If you need to replenish electrolytes quickly, you can drink a sports drink. However, if you want to avoid sugar, the Global Healing Center recommends adding a pinch of salt and a teaspoon of apple cider vinegar to a glass of water. Salty foods and foods high in potassium such as tomato juice or soup, potatoes, pickles, and nut butters are also good options.

Remember, a severe electrolyte imbalance can be an emergency. If you are symptomatic, it's best to consult your doctor for guidance.

Recognize the Signs

Early signs of dehydration or fluid imbalance can be vague so it's important to recognize the signs. Doing so may help prevent a more serious problem from developing.
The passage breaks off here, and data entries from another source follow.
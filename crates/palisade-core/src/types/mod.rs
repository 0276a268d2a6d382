//! Value types shared by every Palisade crate.

mod entry;
mod identity;
mod proptests;
mod sid;

pub use entry::AccessControlEntry;
pub use identity::ObjectIdentity;
pub use sid::Sid;
//! Error types for palisade-core

use crate::types::{ObjectIdentity, Sid};

/// Result type alias for Palisade operations
pub type Result<T> = std::result::Result<T, Error>;

/// Errors that can occur while resolving or evaluating ACLs.
///
/// Errors are `Clone` so that a single failed load can be handed to every
/// caller waiting on the same in-flight resolution.
#[derive(Debug, Clone, PartialEq, Eq, thiserror::Error)]
#[non_exhaustive]
pub enum Error {
    /// A requested object identity has no ACL in the backing store.
    #[error("Unable to find ACL information for object identity '{object}'")]
    NotFound {
        /// The identity that could not be resolved
        object: ObjectIdentity,
    },

    /// The ancestor chain of an object exceeded the configured depth, or
    /// looped back on itself.
    #[error("Ancestor chain of '{object}' exceeds maximum depth of {max_depth}")]
    DepthExceeded {
        /// The identity whose chain could not be resolved
        object: ObjectIdentity,
        /// Configured maximum number of parent hops
        max_depth: usize,
    },

    /// The backing store could not serve the request.
    #[error("Backing store unavailable: {message}")]
    BackingStoreUnavailable {
        /// Description reported by the store
        message: String,
    },

    /// A backing-store call did not complete in time.
    #[error("Backing store call timed out after {millis}ms")]
    Timeout {
        /// Timeout that elapsed, in milliseconds
        millis: u64,
    },

    /// The task loading this identity stopped before publishing a result.
    #[error("Load of '{object}' was abandoned before completion")]
    LoadAbandoned {
        /// The identity that was being loaded
        object: ObjectIdentity,
    },

    /// A permission check named a sid the Acl was not loaded for.
    #[error("Acl was not loaded for sid '{sid}'")]
    UnloadedSid {
        /// The sid that was not loaded
        sid: Sid,
    },

    /// No entry along the inheritance chain matched the permission check.
    #[error("No applicable access control entry found on '{object}'")]
    NoApplicableEntry {
        /// The identity the check started on
        object: ObjectIdentity,
    },

    /// An argument was rejected before any work was done.
    #[error("Validation error: {message}")]
    Validation {
        /// What went wrong
        message: String,
    },

    /// Configuration error
    #[error("Configuration error: {message}")]
    Config {
        /// What configuration is problematic
        message: String,
    },

    /// I/O error while reading configuration or fixture files.
    #[error("I/O error: {message}")]
    Io {
        /// Description of the failure, including the path
        message: String,
    },
}

impl Error {
    /// Returns whether retrying the same request may succeed.
    ///
    /// Palisade never retries internally; this is a hint for callers and
    /// outer resilience layers.
    pub fn is_retryable(&self) -> bool {
        match self {
            Error::BackingStoreUnavailable { .. } => true,
            Error::Timeout { .. } => true,
            Error::LoadAbandoned { .. } => true,
            Error::NotFound { .. } => false,
            Error::DepthExceeded { .. } => false,
            Error::UnloadedSid { .. } => false,
            Error::NoApplicableEntry { .. } => false,
            Error::Validation { .. } => false,
            Error::Config { .. } => false,
            Error::Io { .. } => false,
        }
    }

    /// Creates a not-found error for the given identity.
    pub fn not_found(object: &ObjectIdentity) -> Self {
        Error::NotFound {
            object: object.clone(),
        }
    }

    /// Creates a store-unavailable error.
    pub fn unavailable<S: Into<String>>(message: S) -> Self {
        Error::BackingStoreUnavailable {
            message: message.into(),
        }
    }

    /// Creates a new validation error.
    pub fn validation<S: Into<String>>(message: S) -> Self {
        Error::Validation {
            message: message.into(),
        }
    }

    /// Creates a new configuration error.
    pub fn config<S: Into<String>>(message: S) -> Self {
        Error::Config {
            message: message.into(),
        }
    }

    /// Creates an I/O error that names the path involved.
    pub fn io_with_path(err: std::io::Error, path: &std::path::Path) -> Self {
        Error::Io {
            message: format!("{}: {err}", path.display()),
        }
    }
}
//! # palisade-storage
//!
//! Backing-store contract for Palisade ACL resolution.
//!
//! This crate provides:
//! - [`AclStore`]: the batch-read and children-by-parent contract
//! - [`AclRow`] / [`AceRow`]: stored rows with a fixed field contract
//! - [`MemoryStore`]: an in-memory store for tests and embedded use
//!
//! Any medium that can answer the two queries of [`AclStore`] is
//! interchangeable with any other.

#![forbid(unsafe_code)]

pub mod memory;
pub mod row;
pub mod traits;

pub use memory::MemoryStore;
pub use row::{AceRow, AclRow, decode_rows};
pub use traits::{AclStore, BatchQuery};
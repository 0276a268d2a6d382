//! The backing-store trait.

use async_trait::async_trait;
use palisade_core::{ObjectIdentity, Result, Sid};

use crate::row::AclRow;

/// One batched read request.
#[derive(Debug, Clone, Default, PartialEq, Eq)]
pub struct BatchQuery {
    /// Identities whose rows are wanted. Distinct, in no particular order.
    pub identities: Vec<ObjectIdentity>,
    /// Optional hint: stores may omit entries for other sids.
    pub sids: Option<Vec<Sid>>,
}

impl BatchQuery {
    /// Creates a batch query.
    pub fn new(identities: Vec<ObjectIdentity>, sids: Option<Vec<Sid>>) -> Self {
        Self { identities, sids }
    }
}

/// Persistence contract for ACL rows.
///
/// # Async
///
/// Store calls are the only operations in Palisade that may suspend. They
/// may be slow or fail transiently; implementations report transient
/// failures as [`Error::BackingStoreUnavailable`](palisade_core::Error).
#[async_trait]
pub trait AclStore: Send + Sync {
    /// Reads the rows for a batch of identities.
    ///
    /// Identities without a row are left out of the result; that is not an
    /// error. Each row's entries must be in precedence order.
    async fn read_batch(&self, query: &BatchQuery) -> Result<Vec<AclRow>>;

    /// Lists the identities whose stored parent is `parent`.
    ///
    /// Returns an empty vector when there are none.
    async fn find_children(&self, parent: &ObjectIdentity) -> Result<Vec<ObjectIdentity>>;

    /// Store name for diagnostics.
    fn name(&self) -> &str;
}
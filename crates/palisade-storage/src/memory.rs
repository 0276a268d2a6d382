//! In-memory ACL store.
//!
//! Holds rows in a sorted map, so child listings come back ordered by
//! `(object_type, identifier)`. Useful for tests, fixtures, and small
//! deployments that load ACLs from a file at startup.

use std::collections::BTreeMap;
use std::path::Path;
use std::sync::{PoisonError, RwLock};

use async_trait::async_trait;
use palisade_core::{Error, ObjectIdentity, Result};

use crate::row::{AclRow, decode_rows};
use crate::traits::{AclStore, BatchQuery};

/// An [`AclStore`] backed by a `BTreeMap`.
#[derive(Debug, Default)]
pub struct MemoryStore {
    rows: RwLock<BTreeMap<ObjectIdentity, AclRow>>,
}

impl MemoryStore {
    /// Creates an empty store.
    pub fn new() -> Self {
        Self::default()
    }

    /// Creates a store holding `rows`. Later rows replace earlier ones with
    /// the same identity.
    pub fn from_rows<I: IntoIterator<Item = AclRow>>(rows: I) -> Self {
        let rows = rows
            .into_iter()
            .map(|row| (row.object_identity.clone(), row))
            .collect();
        Self {
            rows: RwLock::new(rows),
        }
    }

    /// Creates a store from a JSON array of rows.
    pub fn from_json(json: &str) -> Result<Self> {
        Ok(Self::from_rows(decode_rows(json)?))
    }

    /// Creates a store from a JSON file of rows.
    pub fn load(path: &Path) -> Result<Self> {
        let content = std::fs::read_to_string(path).map_err(|e| Error::io_with_path(e, path))?;
        let store = Self::from_json(&content)?;
        log::debug!("Loaded {} ACL rows from {}", store.len(), path.display());
        Ok(store)
    }

    /// Inserts or replaces a row, returning the previous one.
    ///
    /// Callers holding a cache in front of this store must invalidate the
    /// row's identity afterwards.
    pub fn insert(&self, row: AclRow) -> Result<Option<AclRow>> {
        let mut rows = self.rows.write().map_err(|_| poisoned())?;
        Ok(rows.insert(row.object_identity.clone(), row))
    }

    /// Removes a row, returning it if it existed.
    pub fn remove(&self, object: &ObjectIdentity) -> Result<Option<AclRow>> {
        let mut rows = self.rows.write().map_err(|_| poisoned())?;
        Ok(rows.remove(object))
    }

    /// Number of stored rows.
    pub fn len(&self) -> usize {
        self.rows.read().unwrap_or_else(PoisonError::into_inner).len()
    }

    /// Returns `true` if no rows are stored.
    pub fn is_empty(&self) -> bool {
        self.len() == 0
    }
}

fn poisoned() -> Error {
    Error::unavailable("memory store lock poisoned")
}

#[async_trait]
impl AclStore for MemoryStore {
    async fn read_batch(&self, query: &BatchQuery) -> Result<Vec<AclRow>> {
        let rows = self.rows.read().map_err(|_| poisoned())?;
        let found = query
            .identities
            .iter()
            .filter_map(|oid| rows.get(oid))
            .map(|row| {
                let mut row = row.clone();
                if let Some(sids) = &query.sids {
                    row.retain_sids(sids);
                }
                row
            })
            .collect();
        Ok(found)
    }

    async fn find_children(&self, parent: &ObjectIdentity) -> Result<Vec<ObjectIdentity>> {
        let rows = self.rows.read().map_err(|_| poisoned())?;
        Ok(rows
            .values()
            .filter(|row| row.parent.as_ref() == Some(parent))
            .map(|row| row.object_identity.clone())
            .collect())
    }

    fn name(&self) -> &str {
        "memory"
    }
}
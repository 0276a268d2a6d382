//! Security identities.

use serde::{Deserialize, Serialize};
use std::fmt;

/// A security identity: who an access control entry applies to.
///
/// Equality considers both the variant and the name, so a principal named
/// `admin` is a different sid from an authority named `admin`.
#[derive(Debug, Clone, PartialEq, Eq, Hash, PartialOrd, Ord, Serialize, Deserialize)]
#[serde(rename_all = "snake_case")]
pub enum Sid {
    /// An authenticated principal, identified by name.
    Principal(String),
    /// A granted authority or role, identified by name.
    GrantedAuthority(String),
}

impl Sid {
    /// Creates a principal sid.
    pub fn principal<S: Into<String>>(name: S) -> Self {
        Sid::Principal(name.into())
    }

    /// Creates a granted-authority sid.
    pub fn authority<S: Into<String>>(name: S) -> Self {
        Sid::GrantedAuthority(name.into())
    }

    /// Returns the name regardless of variant.
    pub fn name(&self) -> &str {
        match self {
            Sid::Principal(name) | Sid::GrantedAuthority(name) => name,
        }
    }

    /// Returns `true` for principal sids.
    pub fn is_principal(&self) -> bool {
        matches!(self, Sid::Principal(_))
    }
}

impl fmt::Display for Sid {
    fn fmt(&self, f: &mut fmt::Formatter<'_>) -> fmt::Result {
        match self {
            Sid::Principal(name) => write!(f, "principal:{name}"),
            Sid::GrantedAuthority(name) => write!(f, "authority:{name}"),
        }
    }
}
//! Common test utilities and harness for Palisade integration tests.

use std::collections::HashMap;
use std::sync::atomic::{AtomicBool, AtomicUsize, Ordering};
use std::sync::{Arc, Mutex};
use std::time::Duration;

use async_trait::async_trait;
use palisade_acl::{
    AceRow, AclConfig, AclRow, AclService, AclStore, BatchQuery, Error, MemoryStore,
    ObjectIdentity, Result, Sid,
};

/// Permission mask used by the fixtures for "everything".
pub const ALL: u32 = 7;

/// A store wrapper that counts reads and can be slowed down or failed.
pub struct CountingStore {
    inner: MemoryStore,
    reads: Mutex<HashMap<ObjectIdentity, usize>>,
    batch_calls: AtomicUsize,
    child_calls: AtomicUsize,
    delay: Option<Duration>,
    fail: AtomicBool,
}

impl CountingStore {
    /// Wraps a memory store with no delay.
    pub fn new(inner: MemoryStore) -> Self {
        Self {
            inner,
            reads: Mutex::new(HashMap::new()),
            batch_calls: AtomicUsize::new(0),
            child_calls: AtomicUsize::new(0),
            delay: None,
            fail: AtomicBool::new(false),
        }
    }

    /// Makes every batch read sleep for `delay` between reading and answering.
    pub fn with_delay(mut self, delay: Duration) -> Self {
        self.delay = Some(delay);
        self
    }

    /// Makes subsequent batch reads fail until cleared.
    pub fn set_failing(&self, failing: bool) {
        self.fail.store(failing, Ordering::SeqCst);
    }

    /// How many times `object` was included in a batch read.
    pub fn reads_of(&self, object: &ObjectIdentity) -> usize {
        self.reads.lock().unwrap().get(object).copied().unwrap_or(0)
    }

    /// Total number of batch read calls.
    pub fn batch_calls(&self) -> usize {
        self.batch_calls.load(Ordering::SeqCst)
    }

    /// Total number of children queries.
    pub fn child_calls(&self) -> usize {
        self.child_calls.load(Ordering::SeqCst)
    }

    /// The wrapped store, for write-path mutations.
    pub fn inner(&self) -> &MemoryStore {
        &self.inner
    }
}

#[async_trait]
impl AclStore for CountingStore {
    async fn read_batch(&self, query: &BatchQuery) -> Result<Vec<AclRow>> {
        self.batch_calls.fetch_add(1, Ordering::SeqCst);
        {
            let mut reads = self.reads.lock().unwrap();
            for oid in &query.identities {
                *reads.entry(oid.clone()).or_default() += 1;
            }
        }

        // Rows are read before the delay, so a slow read answers with what
        // the store held when the call started.
        let rows = self.inner.read_batch(query).await;
        if let Some(delay) = self.delay {
            tokio::time::sleep(delay).await;
        }
        if self.fail.load(Ordering::SeqCst) {
            return Err(Error::unavailable("connection refused"));
        }
        rows
    }

    async fn find_children(&self, parent: &ObjectIdentity) -> Result<Vec<ObjectIdentity>> {
        self.child_calls.fetch_add(1, Ordering::SeqCst);
        self.inner.find_children(parent).await
    }

    fn name(&self) -> &str {
        "counting"
    }
}

/// The `admin` principal used throughout the fixtures.
pub fn admin() -> Sid {
    Sid::principal("admin")
}

pub fn doc(id: i64) -> ObjectIdentity {
    ObjectIdentity::new("Document", id)
}

pub fn folder(id: i64) -> ObjectIdentity {
    ObjectIdentity::new("Folder", id)
}

/// Doc(5) → Folder(2) → Folder(1, root).
///
/// Folder(1) grants `admin` mask 7; Doc(5) inherits and has no entries.
/// Doc(6) hangs directly off Folder(1) and denies `bob` mask 1.
pub fn hierarchy_rows() -> Vec<AclRow> {
    vec![
        AclRow::new(folder(1), admin()).with_entry(AceRow::grant(admin(), ALL)),
        AclRow::new(folder(2), admin()).with_parent(folder(1)),
        AclRow::new(doc(5), admin()).with_parent(folder(2)),
        AclRow::new(doc(6), admin())
            .with_parent(folder(1))
            .with_entry(AceRow::deny(Sid::principal("bob"), 1)),
    ]
}

/// Test harness bundling a counting store and a service in front of it.
pub struct TestHarness {
    /// Instrumented store
    pub store: Arc<CountingStore>,
    /// Service under test
    pub service: AclService,
}

impl TestHarness {
    /// Harness over the default hierarchy with default config.
    pub fn new() -> Self {
        Self::with_store(CountingStore::new(MemoryStore::from_rows(hierarchy_rows())))
    }

    /// Harness over a custom store with default config.
    pub fn with_store(store: CountingStore) -> Self {
        Self::with_store_and_config(store, AclConfig::default())
    }

    /// Harness over a custom store and config.
    pub fn with_store_and_config(store: CountingStore, config: AclConfig) -> Self {
        let store = Arc::new(store);
        let service = AclService::from_config(store.clone(), &config).unwrap();
        Self { store, service }
    }
}

impl Default for TestHarness {
    fn default() -> Self {
        Self::new()
    }
}
//! Root-first construction of Acls from stored rows.
//!
//! Rows are held in an arena keyed by [`ObjectIdentity`]; parent links are
//! keys into the same arena. Walking a chain therefore never follows a live
//! reference, which makes depth bounding and cycle detection a matter of
//! counting and remembering keys.
//!
//! Acls are built from the root of each chain down, so every parent is
//! complete before a child points at it.

use std::collections::{HashMap, HashSet};
use std::sync::Arc;

use palisade_core::{Acl, Error, ObjectIdentity, Result, Sid};
use palisade_storage::AclRow;

/// Output of one assembly pass.
#[derive(Debug, Default)]
pub(crate) struct Assembly {
    /// Every newly built Acl, ancestors before descendants.
    pub built: Vec<Arc<Acl>>,
    /// Built or seeded Acls by identity.
    pub resolved: HashMap<ObjectIdentity, Arc<Acl>>,
}

/// Builds Acls for `targets` from `rows`.
///
/// `seeds` are already-resolved Acls (typically cache hits for ancestors)
/// that chains may attach to. Targets without a row are skipped.
///
/// # Errors
///
/// - [`Error::DepthExceeded`] if a chain is longer than `max_depth` parent
///   hops or revisits an identity.
/// - [`Error::NotFound`] if a row names a parent that has no row.
pub(crate) fn assemble(
    rows: &HashMap<ObjectIdentity, AclRow>,
    seeds: HashMap<ObjectIdentity, Arc<Acl>>,
    targets: &[ObjectIdentity],
    sids: Option<&[Sid]>,
    max_depth: usize,
) -> Result<Assembly> {
    let mut assembly = Assembly {
        built: Vec::new(),
        resolved: seeds,
    };

    for target in targets {
        if assembly.resolved.contains_key(target) {
            continue;
        }
        let Some(row) = rows.get(target) else {
            continue;
        };

        let chain = unresolved_chain(row, rows, &assembly.resolved, max_depth)?;

        for row in chain.into_iter().rev() {
            let parent = match &row.parent {
                Some(parent) => Some(Arc::clone(
                    assembly
                        .resolved
                        .get(parent)
                        .ok_or_else(|| Error::not_found(parent))?,
                )),
                None => None,
            };

            let hops = parent.as_ref().map_or(0, |p| p.parent_hops() + 1);
            if hops > max_depth {
                log::warn!("Ancestor chain of {target} exceeds {max_depth} hops");
                return Err(Error::DepthExceeded {
                    object: target.clone(),
                    max_depth,
                });
            }

            let acl = Arc::new(build_acl(row, parent, sids));
            assembly
                .resolved
                .insert(row.object_identity.clone(), Arc::clone(&acl));
            assembly.built.push(acl);
        }
    }

    Ok(assembly)
}

/// Rows from `start` up to (not including) the first resolved ancestor or
/// the root, nearest first.
fn unresolved_chain<'a>(
    start: &'a AclRow,
    rows: &'a HashMap<ObjectIdentity, AclRow>,
    resolved: &HashMap<ObjectIdentity, Arc<Acl>>,
    max_depth: usize,
) -> Result<Vec<&'a AclRow>> {
    let mut chain = vec![start];
    let mut seen: HashSet<&ObjectIdentity> = HashSet::from([&start.object_identity]);
    let mut cursor = start;

    while let Some(parent) = &cursor.parent {
        if resolved.contains_key(parent) {
            break;
        }
        if !seen.insert(parent) {
            log::warn!(
                "Cycle in ancestor chain of {} at {parent}",
                start.object_identity
            );
            return Err(Error::DepthExceeded {
                object: start.object_identity.clone(),
                max_depth,
            });
        }
        if chain.len() > max_depth {
            log::warn!(
                "Ancestor chain of {} exceeds {max_depth} hops",
                start.object_identity
            );
            return Err(Error::DepthExceeded {
                object: start.object_identity.clone(),
                max_depth,
            });
        }

        let Some(parent_row) = rows.get(parent) else {
            log::warn!(
                "{} names parent {parent}, which has no ACL row",
                cursor.object_identity
            );
            return Err(Error::not_found(parent));
        };
        chain.push(parent_row);
        cursor = parent_row;
    }

    Ok(chain)
}

fn build_acl(row: &AclRow, parent: Option<Arc<Acl>>, sids: Option<&[Sid]>) -> Acl {
    let acl = Acl::new(row.object_identity.clone(), row.owner.clone())
        .with_entries_inheriting(row.entries_inheriting)
        .with_entries(row.access_control_entries())
        .with_loaded_sids(sids.map(<[Sid]>::to_vec));
    match parent {
        Some(parent) => acl.with_parent(parent),
        None => acl,
    }
}

// ============================================================================
// Tests
// ============================================================================
//! # palisade-acl
//!
//! Hierarchy-aware ACL resolution for Palisade.
//!
//! This crate implements:
//! - [`AclService`]: the facade (batch/single reads, child listing,
//!   invalidation)
//! - [`LookupStrategy`] / [`BasicLookupStrategy`]: batched, level-by-level
//!   resolution of Acls and their ancestors
//! - [`AclCache`]: concurrent cache with per-key fill deduplication and
//!   generation-checked invalidation

#![forbid(unsafe_code)]

mod assembly;
pub mod cache;
pub mod lookup;
pub mod service;

pub use cache::AclCache;
pub use lookup::{BasicLookupStrategy, LookupStrategy};
pub use service::AclService;

pub use palisade_core::{
    AccessControlEntry, Acl, AclConfig, Error, ObjectIdentity, Result, Sid,
};
pub use palisade_storage::{AceRow, AclRow, AclStore, BatchQuery, MemoryStore};
//! Property-based tests for core types.
//! Property tests for batch resolution.

use std::collections::BTreeSet;

use palisade_acl::{AclRow, Error, MemoryStore};
use proptest::prelude::*;

use crate::common::{CountingStore, TestHarness, admin, doc, folder};

fn runtime() -> tokio::runtime::Runtime {
    tokio::runtime::Builder::new_current_thread()
        .enable_all()
        .build()
        .unwrap()
}

/// Documents with the given ids, all under Folder(1).
fn store_with(present: &BTreeSet<i64>) -> MemoryStore {
    let mut rows = vec![AclRow::new(folder(1), admin())];
    rows.extend(
        present
            .iter()
            .map(|&id| AclRow::new(doc(id), admin()).with_parent(folder(1))),
    );
    MemoryStore::from_rows(rows)
}

proptest! {
    #[test]
    fn test_batch_is_all_or_first_missing(
        present in prop::collection::btree_set(0i64..20, 0..10),
        requested in prop::collection::vec(0i64..20, 1..12),
    ) {
        let harness = TestHarness::with_store(CountingStore::new(store_with(&present)));
        let objects: Vec<_> = requested.iter().map(|&id| doc(id)).collect();

        let result = runtime().block_on(harness.service.read_acls(&objects));

        match requested.iter().find(|id| !present.contains(id)) {
            Some(&missing) => {
                prop_assert_eq!(result.unwrap_err(), Error::not_found(&doc(missing)));
            }
            None => {
                let acls = result.unwrap();
                let distinct: BTreeSet<_> = requested.iter().collect();
                prop_assert_eq!(acls.len(), distinct.len());
                for acl in acls.values() {
                    prop_assert_eq!(acl.parent_hops(), 1);
                }
            }
        }
    }

    #[test]
    fn test_each_identity_read_once_per_cold_batch(
        present in prop::collection::btree_set(0i64..20, 1..10),
        batch_size in 1usize..5,
    ) {
        let mut config = palisade_acl::AclConfig::default();
        config.lookup.batch_size = batch_size;
        let harness = TestHarness::with_store_and_config(
            CountingStore::new(store_with(&present)),
            config,
        );
        let objects: Vec<_> = present.iter().map(|&id| doc(id)).collect();

        runtime().block_on(harness.service.read_acls(&objects)).unwrap();

        for object in &objects {
            prop_assert_eq!(harness.store.reads_of(object), 1);
        }
        prop_assert_eq!(harness.store.reads_of(&folder(1)), 1);
        let expected_calls = present.len().div_ceil(batch_size) + 1;
        prop_assert_eq!(harness.store.batch_calls(), expected_calls);
    }
}
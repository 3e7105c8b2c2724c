//! Feed controller: one session task that owns the buffer, the adaptive clock, and the
//! transport state machine.
//!
//! The session is the only writer of visible/staged/cursor. Embedders talk to it
//! through a [`FeedHandle`] and read [`FeedSnapshot`]s from a watch channel; links,
//! polls and page fetches run as child tasks that report back over an mpsc channel.
//! A link is tagged with the generation it was opened in, so anything a torn-down
//! link still delivers is ignored.

use futures_util::StreamExt;
use rand::Rng;
use serde::Serialize;
use std::sync::Arc;
use std::time::Duration;
use tokio::sync::{mpsc, oneshot, watch};
use tokio::task::JoinHandle;
use tokio::time::{timeout, Instant};

use crate::buffer::{FeedBuffer, StageReport};
use crate::clock::{AdaptiveClock, ResponseType};
use crate::config::FeedConfig;
use crate::cursor::Cursor;
use crate::error::FeedError;
use crate::item::{newest, Item};
use crate::schedule::Timer;
use crate::transport::{
    Cadence, ConnectionState, Directive, FeedSource, FetchOutcome, Inbound, Signal, Tier,
    TransportMachine,
};

/// What the UI renders. Cheap to clone; `visible` is shared.
#[derive(Debug, Clone, Serialize)]
pub struct FeedSnapshot {
    pub visible: Arc<[Item]>,
    pub new_count: usize,
    pub banner_visible: bool,
    pub is_live: bool,
    pub cursor: Cursor,
    pub connection: ConnectionState,
    #[serde(rename = "interval_ms", serialize_with = "as_millis")]
    pub interval: Duration,
    pub online: bool,
    pub tab_visible: bool,
    pub revision: u64,
}

fn as_millis<S: serde::Serializer>(d: &Duration, s: S) -> Result<S::Ok, S::Error> {
    s.serialize_u64(d.as_millis() as u64)
}
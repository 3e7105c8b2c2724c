//! Cancellable one-shot timers on tokio's clock.
//!
//! A [`Timer`] holds at most one deadline. Arming replaces the previous deadline, so a
//! timer can never fire twice for one concern. Under `tokio::time::pause` the timers
//! follow the virtual clock.

use std::future::pending;
use std::time::Duration;
use tokio::time::{sleep_until, Instant};

#[derive(Debug)]
pub struct Timer {
    name: &'static str,
    deadline: Option<Instant>,
}

impl Timer {
    pub fn new(name: &'static str) -> Self {
        Self {
            name,
            deadline: None,
        }
    }

    /// Fire `after` from now, dropping any earlier schedule.
    pub fn arm(&mut self, after: Duration) {
        self.arm_at(Instant::now() + after);
    }

    pub fn arm_at(&mut self, at: Instant) {
        tracing::trace!(timer = self.name, ?at, "armed");
        self.deadline = Some(at);
    }

    pub fn cancel(&mut self) {
        self.deadline = None;
    }

    pub fn is_armed(&self) -> bool {
        self.deadline.is_some()
    }

    pub fn deadline(&self) -> Option<Instant> {
        self.deadline
    }

    /// Resolves once the deadline passes and disarms the timer. Pending forever
    /// while disarmed, which makes it safe as a `tokio::select!` branch.
    pub async fn fired(&mut self) {
        match self.deadline {
            Some(at) => {
                sleep_until(at).await;
                self.deadline = None;
            }
            None => pending::<()>().await,
        }
    }
}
The Mayo Clinic lists the following dehydration symptoms on its website:

Mild to Moderate Dehydration

  • Dry, sticky mouth
  • Sleepiness
  • Decreased urine
  • Thirst
  • No wet diapers for three hours in infants
  • Few or no tears
  • Dizziness or lightheadedness
  • Dry skin
  • Headache
  • Constipation

Severe Dehydration

  • Extreme thirst
  • Extreme irritability in infants or children
  • Very dry mouth, skin and mucous membranes
  • Sunken eyes and no tears
  • Dark urine and decreased output
  • Low blood pressure
  • Fast heartbeat
  • Rapid breathing
  • Fever
  • Unconsciousness

Call your doctor if you suspect you or a family member is dehydrated. Severe dehydration is a medical emergency.

Listen to Your Body

You should be able to support a healthy balance between electrolytes and fluids by staying hydrated and eating a balanced diet daily. In addition, drink plenty of fluids and pay attention to your body's signals while exercising, working or spending time outside in hot weather, or if you come down with a stomach bug or fever.

Don't ignore dehydration symptoms or symptoms of an electrolyte imbalance. Talk to your doctor about whether or not any medications you take or a health condition you have may impact your fluid and/or electrolyte levels.